Reputation: 53
I am trying to scrape the original sentence and translations e.g. from the following page:
https://tatoeba.org/eng/sentences/search?query=Verwirrung&from=und&to=spa
My current status looks as following:
word = "Verwirrung"
url="https://tatoeba.org/eng/sentences/search?query={}&from=und&to=spa".format(word)
vstr=requests.get(url).content
Soup = BeautifulSoup(vstr,features="html.parser")
rows = Soup.findAll('div',{"class":"sentence-and-translations md-whiteframe-1dp"})
for row in rows:
if "Verw" in str(row):
print(row)
However, this returns nothing. The idea is to iterate over every entry, however each entry is wrapped in a div tag and loads of "quot" signs which I'm not sure how to find or filter for. The first entry is nested within it's div tag as following:
<div ng-cloak
sentence-and-translations
ng-init="vm.init([], {"id":922518,"text":"Die Verwirrung spottet jeder Beschreibung.","lang":"deu","langName":"German","script":null,"dir":"ltr","audios":[],"correctness":0,"isFavorite":false,"isOwnedByCurrentUser":false,"user":{"id":6,"username":"MUIRIEL","role":"advanced_contributor","level":0},"highlightedText":"Die <span class=\"match\">Verwirrung<\/span> spottet jeder Beschreibung."}, [], [{"id":76623,"text":"\u305d\u306e\u6df7\u4e71\u5b9f\u306b\u540d\u72b6\u3059\u3079\u304b\u3089\u305a\u3002","lang":"jpn","langName":"Japanese","script":null,"dir":"ltr","audios":null,"correctness":0,"isFavorite":false,"isOwnedByCurrentUser":false,"user":null}])"

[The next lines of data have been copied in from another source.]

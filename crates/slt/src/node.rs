//! [`TrackingNode`]: the explicit-stamping entry point named in §3's
//! Location lifecycle list, and the home of `force_value` (§4.3).
//!
//! Grounded on `rosslt/node.py`'s `TrackingNode`. The Python original
//! subclasses ROS's `Node` to get a node name and a publisher/subscriber
//! pair for free; this crate owns neither, so `TrackingNode` here just
//! pairs a node name with a [`LocationManager`] and leaves process
//! identity and transport wiring to the caller (see the out-of-scope note
//! in the crate-level design notes).

use std::cell::RefCell;
use std::rc::Rc;

use crate::error::{Result, SltError};
use crate::location::{Location, LocationRef};
use crate::location_manager::{LocationManager, SourceKey, Transport};
use crate::tracked::{infer_numeric_kind, Tracked};
use crate::value::Scalar;

/// The two shapes `TrackingNode::location` accepts: a fresh raw value, or
/// a `Tracked` value whose nested location tree (if any) should be
/// overlaid onto the freshly-stamped source location — `node.py`'s
/// `isinstance(data, rosslt.Tracked)` branch.
pub enum Stamped {
    Raw(Scalar),
    Existing(Tracked),
}

impl From<Scalar> for Stamped {
    fn from(v: Scalar) -> Self {
        Self::Raw(v)
    }
}

impl From<Tracked> for Stamped {
    fn from(v: Tracked) -> Self {
        Self::Existing(v)
    }
}

/// Pairs a node name with the [`LocationManager`] that owns every
/// `Location` this node has stamped or registered.
pub struct TrackingNode {
    name: String,
    manager: Rc<RefCell<LocationManager>>,
}

impl TrackingNode {
    #[must_use]
    pub fn new(name: impl Into<String>) -> Self {
        let name = name.into();
        Self { manager: Rc::new(RefCell::new(LocationManager::new(name.clone()))), name }
    }

    #[must_use]
    pub fn with_transport(name: impl Into<String>, transport: Box<dyn Transport>) -> Self {
        let name = name.into();
        let manager = Rc::new(RefCell::new(LocationManager::new(name.clone())));
        manager.borrow_mut().set_transport(transport);
        Self { manager, name }
    }

    #[must_use]
    pub fn name(&self) -> &str {
        &self.name
    }

    #[must_use]
    pub fn manager(&self) -> &Rc<RefCell<LocationManager>> {
        &self.manager
    }

    /// Stamps `data` with the `Location` this node's manager has
    /// memoized for `source`, clearing any stale history it previously
    /// carried, overlaying a nested tree if `data` was already `Tracked`,
    /// and applying any pending force override before wrapping the result
    /// — `node.py::location`.
    #[must_use]
    pub fn location(&self, data: impl Into<Stamped>, source: SourceKey) -> Tracked {
        let loc = self.manager.borrow_mut().get_location_for_source(source);
        loc.borrow_mut().clear();

        let raw = match data.into() {
            Stamped::Raw(v) => v,
            Stamped::Existing(tracked) => {
                let has_content = tracked.location().borrow().content.is_some();
                if has_content {
                    let other = tracked.location().borrow().clone();
                    loc.borrow_mut().apply(&other);
                    Location::register(&loc, &mut self.manager.borrow_mut());
                }
                tracked.into_raw()
            }
        };

        let kind = infer_numeric_kind(&raw);
        let read = loc.borrow_mut().read_scalar(raw, kind);
        Tracked::with_location(read, loc, Some(Rc::clone(&self.manager)))
    }

    /// Solves `tracked`'s expression history backwards for the source
    /// input that would make its *next* read equal `new_value`, and
    /// routes the resulting `SetValue` through this node's manager —
    /// §4.3's force-value algorithm.
    ///
    /// Returns `Ok(false)` (never an error) when the location is
    /// unregistered or the reverse-apply hits a destroyed-information
    /// inverse (division by zero): both are "force not applied" outcomes
    /// a caller can retry differently, not fatal errors.
    ///
    /// # Errors
    /// Propagates whatever the transport reports for a remote publish.
    pub fn force_value(&self, tracked: &Tracked, new_value: Scalar) -> Result<bool> {
        let loc = tracked.location();
        let id = loc.borrow().id;
        if id < 0 {
            tracing::warn!("unable to force value of object without a registered location");
            return Ok(false);
        }

        let mut reverse_expr = loc.borrow_mut().expr.reverse();
        let solved = match reverse_expr.apply(new_value) {
            Ok(v) => v,
            Err(SltError::InversionImpossible) => return Ok(false),
            Err(e) => return Err(e),
        };

        let node_name = loc.borrow().node_name.clone();
        self.manager.borrow_mut().change_location(&node_name, id, &solved.to_string())?;
        Ok(true)
    }
}
/// The recursive simplification pass from the original `_append`, ported
/// as a loop over successive suffixes of `buffer`. `buffer` is always
/// shaped `(operand, [swap,] operator)` when built by
/// [`Expression::append`]; the loop structure tolerates a longer buffer for
/// fidelity with the source algorithm, though nothing in this crate builds
/// one.
fn append_buffer(history: &mut Vec<Element>, mut buffer: Vec<Element>) {
    loop {
        if buffer.is_empty() {
            return;
        }
        if config::config().expr_chain && buffer.len() > 1 {
            let new_swap = matches!(buffer[1], Element::Op(Operator::Swap));
            let op_new_index = 1 + usize::from(new_swap);
            let op_new = match buffer.get(op_new_index) {
                Some(Element::Op(op)) => *op,
                _ => {
                    history.extend(buffer);
                    return;
                }
            };
            let operand = match &buffer[0] {
                Element::Value(v) => v.clone(),
                Element::Op(_) => {
                    history.extend(buffer);
                    return;
                }
            };

            // Neutral absorption: dropping a no-op step.
            if !new_swap || op_new.commutative() {
                if let Some(neutral) = op_new.neutral() {
                    if operand.equals_neutral(neutral) {
                        buffer.drain(..=op_new_index);
                        continue;
                    }
                }
            }

            if history.len() > 1 {
                if let Element::Op(op_chain) = &history[history.len() - 1] {
                    let op_chain = *op_chain;
                    if op_chain.group().is_some() {
                        let prev_is_swap = matches!(history[history.len() - 2], Element::Op(Operator::Swap));
                        let prev_is_op = matches!(history[history.len() - 2], Element::Op(_));
                        if (prev_is_swap || !prev_is_op) && op_new.group() == op_chain.group() {
                            let chain_swap = prev_is_swap;
                            let chain_operand = match &history[history.len() - if chain_swap { 3 } else { 2 }] {
                                Element::Value(v) => v.clone(),
                                Element::Op(_) => {
                                    history.extend(buffer);
                                    return;
                                }
                            };

                            let (a, b) = if new_swap { (operand.clone(), chain_operand.clone()) } else { (chain_operand.clone(), operand.clone()) };
                            let fuse_op = if chain_swap || op_chain.commutative() { op_new } else { op_new.inverse() };
                            let fused = match eval_binary(fuse_op, &a, &b) {
                                Ok(v) => v,
                                Err(_) => {
                                    history.extend(buffer);
                                    return;
                                }
                            };

                            if chain_swap {
                                history.truncate(history.len() - 3);
                            } else {
                                history.truncate(history.len() - 2);
                            }
                            history.push(Element::Value(fused));
                            if chain_swap || new_swap {
                                history.push(Element::Op(Operator::Swap));
                            }

                            let tail_op = if new_swap {
                                if chain_swap && op_chain.negate() {
                                    op_new.inverse()
                                } else {
                                    op_new
                                }
                            } else {
                                op_chain
                            };
                            history.push(Element::Op(tail_op));

                            let fused_again = if chain_swap || new_swap {
                                tail_op.commutative() && tail_op.neutral().is_some_and(|n| fused.equals_neutral(n))
                            } else {
                                tail_op.neutral().is_some_and(|n| fused.equals_neutral(n))
                            };
                            if fused_again {
                                let drop = if chain_swap || new_swap { 3 } else { 2 };
                                history.truncate(history.len() - drop);
                            }

                            if op_new_index + 1 < buffer.len() {
                                buffer.drain(..=op_new_index);
                                continue;
                            }
                            return;
                        }
                    }
                }
            }
        }
        history.extend(buffer);
        return;
    }
}

fn parse_string_form(raw: &str) -> Vec<Element> {
    raw.split(';')
        .filter(|part| !part.is_empty())
        .map(|part| match Operator::from_glyph(part) {
            Some(op) => Element::Op(op),
            None => Scalar::from_token(part).map_or_else(|| Element::Value(Scalar::Str(part.to_owned())), Element::Value),
        })
        .collect()
}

class="sentence-and-translations md-whiteframe-1dp">
Is there a good clean way to only iterate over the data?
Upvotes: 0
Views: 498
Reputation: 142631
You can get row['ng-init']
and you will have all JavaScript but if you remove vm.init([],
at the beginning (11 chars) and )
at the end (1 char) and add strings [
]
then you get JSON data which you can convert to Python's structure with lists and dictionaries
data = '[' + row['ng-init'][11:-1] + ']'
data = json.loads(data)
and now you can use
print(data[0].keys())
print('DE:', data[0]['text'])
for item in data[1]:
print('ES:', item['text'])
for item in data[2]:
print('ES:', item['text'])
You have access to other elements using keys
'id', 'text', 'lang', 'langName', 'script', 'dir', 'audios', 'correctness',
'isFavorite', 'isOwnedByCurrentUser', 'user', 'highlightedText'
Full working code
from bs4 import BeautifulSoup #as BS
import requests
import json
word = "Verwirrung"
url = "https://tatoeba.org/eng/sentences/search?query={}&from=und&to=spa".format(word)
vstr = requests.get(url).content
Soup = BeautifulSoup(vstr, features="html.parser")
rows = Soup.findAll('div', {"class":"sentence-and-translations md-whiteframe-1dp"})
for row in rows:
data = '[' + row['ng-init'][11:-1] + ']'
#print(data)
data = json.loads(data)
#print(data[0].keys())
print('DE:', data[0]['text']) #, data[0]['lang'], data[0]['langName'])
for item in data[1]:
print('ES:', item['text']) #, item['lang'], item['langName'])
for item in data[2]:
print('ES:', item['text']) #, item['lang'], item['langName'])
Result
DE: Sie verwirren mich.
ES: Me estás confundiendo.
DE: Verwirre ich dich?
ES: ¿Te estoy confundiendo?
ES: ¿Te estoy liando?
DE: Verwirre ich Sie?
ES: ¿Te estoy confundiendo?
DE: Verwirre ich euch?
ES: ¿Te estoy confundiendo?
DE: Die Berichte waren verwirrend.
ES: Los informes eran confusos.
DE: Es war sehr verwirrend.
ES: Fue muy confuso.
ES: Era muy confuso.
DE: Es kann zunächst verwirrend sein.
ES: Al principio puede ser confuso.
DE: Es ist mitunter zunächst verwirrend.
ES: Al principio puede ser confuso.
DE: Das kann anfangs Verwirrung stiften.
ES: Al principio puede ser confuso.
DE: Oh, jetzt ist es wirklich verwirrend...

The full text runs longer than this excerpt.